Task description:
Every entry below needs to be repeated exactly.

Material provided:
=== Begin Enclosure ===

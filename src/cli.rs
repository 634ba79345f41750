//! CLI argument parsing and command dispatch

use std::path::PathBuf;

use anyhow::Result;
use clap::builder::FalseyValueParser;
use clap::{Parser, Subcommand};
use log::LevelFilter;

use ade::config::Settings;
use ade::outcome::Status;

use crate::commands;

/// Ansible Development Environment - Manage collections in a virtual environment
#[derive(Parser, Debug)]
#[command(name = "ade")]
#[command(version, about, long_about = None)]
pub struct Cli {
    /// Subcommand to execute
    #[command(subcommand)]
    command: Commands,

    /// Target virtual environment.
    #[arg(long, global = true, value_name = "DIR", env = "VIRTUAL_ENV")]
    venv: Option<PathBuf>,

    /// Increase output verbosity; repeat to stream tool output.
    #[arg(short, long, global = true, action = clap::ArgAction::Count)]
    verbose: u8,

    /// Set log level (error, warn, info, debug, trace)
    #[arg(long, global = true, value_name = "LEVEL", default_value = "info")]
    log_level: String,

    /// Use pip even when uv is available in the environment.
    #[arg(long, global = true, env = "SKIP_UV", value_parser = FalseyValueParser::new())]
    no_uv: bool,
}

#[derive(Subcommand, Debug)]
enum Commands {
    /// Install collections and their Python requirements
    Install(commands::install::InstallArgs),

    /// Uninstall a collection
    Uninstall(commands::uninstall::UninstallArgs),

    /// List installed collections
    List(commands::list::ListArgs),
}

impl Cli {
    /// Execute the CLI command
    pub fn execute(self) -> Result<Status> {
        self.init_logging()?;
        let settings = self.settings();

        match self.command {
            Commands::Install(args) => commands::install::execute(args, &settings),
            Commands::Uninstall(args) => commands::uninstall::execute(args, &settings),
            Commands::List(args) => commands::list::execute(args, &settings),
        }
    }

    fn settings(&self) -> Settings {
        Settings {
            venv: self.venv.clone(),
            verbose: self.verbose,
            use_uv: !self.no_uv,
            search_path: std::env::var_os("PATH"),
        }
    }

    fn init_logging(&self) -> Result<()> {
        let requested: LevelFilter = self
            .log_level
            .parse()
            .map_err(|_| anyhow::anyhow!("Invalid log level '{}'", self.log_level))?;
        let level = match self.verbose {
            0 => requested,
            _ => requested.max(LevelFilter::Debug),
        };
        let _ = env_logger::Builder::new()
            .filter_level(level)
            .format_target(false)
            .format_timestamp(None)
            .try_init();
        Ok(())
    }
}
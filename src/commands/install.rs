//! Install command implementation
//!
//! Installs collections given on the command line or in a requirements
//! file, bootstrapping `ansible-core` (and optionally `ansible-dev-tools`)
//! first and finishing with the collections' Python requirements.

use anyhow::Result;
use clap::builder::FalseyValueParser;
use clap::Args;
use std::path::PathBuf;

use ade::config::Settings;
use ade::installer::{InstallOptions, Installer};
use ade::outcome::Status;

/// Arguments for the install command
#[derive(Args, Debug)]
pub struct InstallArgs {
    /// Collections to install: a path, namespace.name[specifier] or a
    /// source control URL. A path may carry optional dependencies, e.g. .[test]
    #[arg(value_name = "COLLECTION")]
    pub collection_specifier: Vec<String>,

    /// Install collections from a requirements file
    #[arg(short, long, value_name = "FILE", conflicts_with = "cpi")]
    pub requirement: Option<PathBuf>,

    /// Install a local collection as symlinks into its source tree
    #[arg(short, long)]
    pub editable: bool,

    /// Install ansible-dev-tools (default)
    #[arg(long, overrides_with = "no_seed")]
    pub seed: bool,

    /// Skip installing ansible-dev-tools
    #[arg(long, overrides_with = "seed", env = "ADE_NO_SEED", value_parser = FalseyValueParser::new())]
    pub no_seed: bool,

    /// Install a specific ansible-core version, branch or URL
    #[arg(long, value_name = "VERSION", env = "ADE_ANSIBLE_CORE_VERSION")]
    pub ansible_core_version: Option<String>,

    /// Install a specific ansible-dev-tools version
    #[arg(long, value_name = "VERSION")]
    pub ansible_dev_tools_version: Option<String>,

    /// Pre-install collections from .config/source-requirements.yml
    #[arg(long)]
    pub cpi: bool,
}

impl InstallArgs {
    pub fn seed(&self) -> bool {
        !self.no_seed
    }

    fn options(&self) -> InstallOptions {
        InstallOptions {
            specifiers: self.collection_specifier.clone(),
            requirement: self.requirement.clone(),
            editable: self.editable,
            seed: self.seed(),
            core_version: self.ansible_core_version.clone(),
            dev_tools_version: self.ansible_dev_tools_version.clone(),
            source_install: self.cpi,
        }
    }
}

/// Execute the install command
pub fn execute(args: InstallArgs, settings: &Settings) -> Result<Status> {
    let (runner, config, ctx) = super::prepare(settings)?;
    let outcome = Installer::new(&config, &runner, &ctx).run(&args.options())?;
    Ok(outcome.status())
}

=== End Enclosure ===

Reply to the exercise:
filename src/cli.rs
repository 634ba79345f41750
//! CLI argument parsing and command dispatch

use std::path::PathBuf;

use anyhow::Result;
use clap::builder::FalseyValueParser;
use clap::{Parser, Subcommand};
use log::LevelFilter;

use ade::config::Settings;
use ade::outcome::Status;

use crate::commands;

/// Ansible Development Environment - Manage collections in a virtual environment
#[derive(Parser, Debug)]
#[command(name = "ade")]
#[command(version, about, long_about = None)]
pub struct Cli {
    /// Subcommand to execute
    #[command(subcommand)]
    command: Commands,

    /// Target virtual environment.
    #[arg(long, global = true, value_name = "DIR", env = "VIRTUAL_ENV")]
    venv: Option<PathBuf>,

    /// Increase output verbosity; repeat to stream tool output.
    #[arg(short, long, global = true, action = clap::ArgAction::Count)]
    verbose: u8,

    /// Set log level (error, warn, info, debug, trace)
    #[arg(long, global = true, value_name = "LEVEL", default_value = "info")]
    log_level: String,

    /// Use pip even when uv is available in the environment.
    #[arg(long, global = true, env = "SKIP_UV", value_parser = FalseyValueParser::new())]
    no_uv: bool,
}

#[derive(Subcommand, Debug)]
enum Commands {
    /// Install collections and their Python requirements
    Install(commands::install::InstallArgs),

    /// Uninstall a collection
    Uninstall(commands::uninstall::UninstallArgs),

    /// List installed collections
    List(commands::list::ListArgs),
}

impl Cli {
    /// Execute the CLI command
    pub fn execute(self) -> Result<Status> {
        self.init_logging()?;
        let settings = self.settings();

        match self.command {
            Commands::Install(args) => commands::install::execute(args, &settings),
            Commands::Uninstall(args) => commands::uninstall::execute(args, &settings),
            Commands::List(args) => commands::list::execute(args, &settings),
        }
    }

    fn settings(&self) -> Settings {
        Settings {
            venv: self.venv.clone(),
            verbose: self.verbose,
            use_uv: !self.no_uv,
            search_path: std::env::var_os("PATH"),
        }
    }

    fn init_logging(&self) -> Result<()> {
        let requested: LevelFilter = self
            .log_level
            .parse()
            .map_err(|_| anyhow::anyhow!("Invalid log level '{}'", self.log_level))?;
        let level = match self.verbose {
            0 => requested,
            _ => requested.max(LevelFilter::Debug),
        };
        let _ = env_logger::Builder::new()
            .filter_level(level)
            .format_target(false)
            .format_timestamp(None)
            .try_init();
        Ok(())
    }
}
filename src/commands/install.rs
//! Install command implementation
//!
//! Installs collections given on the command line or in a requirements
//! file, bootstrapping `ansible-core` (and optionally `ansible-dev-tools`)
//! first and finishing with the collections' Python requirements.

use anyhow::Result;
use clap::builder::FalseyValueParser;
use clap::Args;
use std::path::PathBuf;

use ade::config::Settings;
use ade::installer::{InstallOptions, Installer};
use ade::outcome::Status;

/// Arguments for the install command
#[derive(Args, Debug)]
pub struct InstallArgs {
    /// Collections to install: a path, namespace.name[specifier] or a
    /// source control URL. A path may carry optional dependencies, e.g. .[test]
    #[arg(value_name = "COLLECTION")]
    pub collection_specifier: Vec<String>,

    /// Install collections from a requirements file
    #[arg(short, long, value_name = "FILE", conflicts_with = "cpi")]
    pub requirement: Option<PathBuf>,

    /// Install a local collection as symlinks into its source tree
    #[arg(short, long)]
    pub editable: bool,

    /// Install ansible-dev-tools (default)
    #[arg(long, overrides_with = "no_seed")]
    pub seed: bool,

    /// Skip installing ansible-dev-tools
    #[arg(long, overrides_with = "seed", env = "ADE_NO_SEED", value_parser = FalseyValueParser::new())]
    pub no_seed: bool,

    /// Install a specific ansible-core version, branch or URL
    #[arg(long, value_name = "VERSION", env = "ADE_ANSIBLE_CORE_VERSION")]
    pub ansible_core_version: Option<String>,

    /// Install a specific ansible-dev-tools version
    #[arg(long, value_name = "VERSION")]
    pub ansible_dev_tools_version: Option<String>,

    /// Pre-install collections from .config/source-requirements.yml
    #[arg(long)]
    pub cpi: bool,
}

impl InstallArgs {
    pub fn seed(&self) -> bool {
        !self.no_seed
    }

    fn options(&self) -> InstallOptions {
        InstallOptions {
            specifiers: self.collection_specifier.clone(),
            requirement: self.requirement.clone(),
            editable: self.editable,
            seed: self.seed(),
            core_version: self.ansible_core_version.clone(),
            dev_tools_version: self.ansible_dev_tools_version.clone(),
            source_install: self.cpi,
        }
    }
}

/// Execute the install command
pub fn execute(args: InstallArgs, settings: &Settings) -> Result<Status> {
    let (runner, config, ctx) = super::prepare(settings)?;
    let outcome = Installer::new(&config, &runner, &ctx).run(&args.options())?;
    Ok(outcome.status())
}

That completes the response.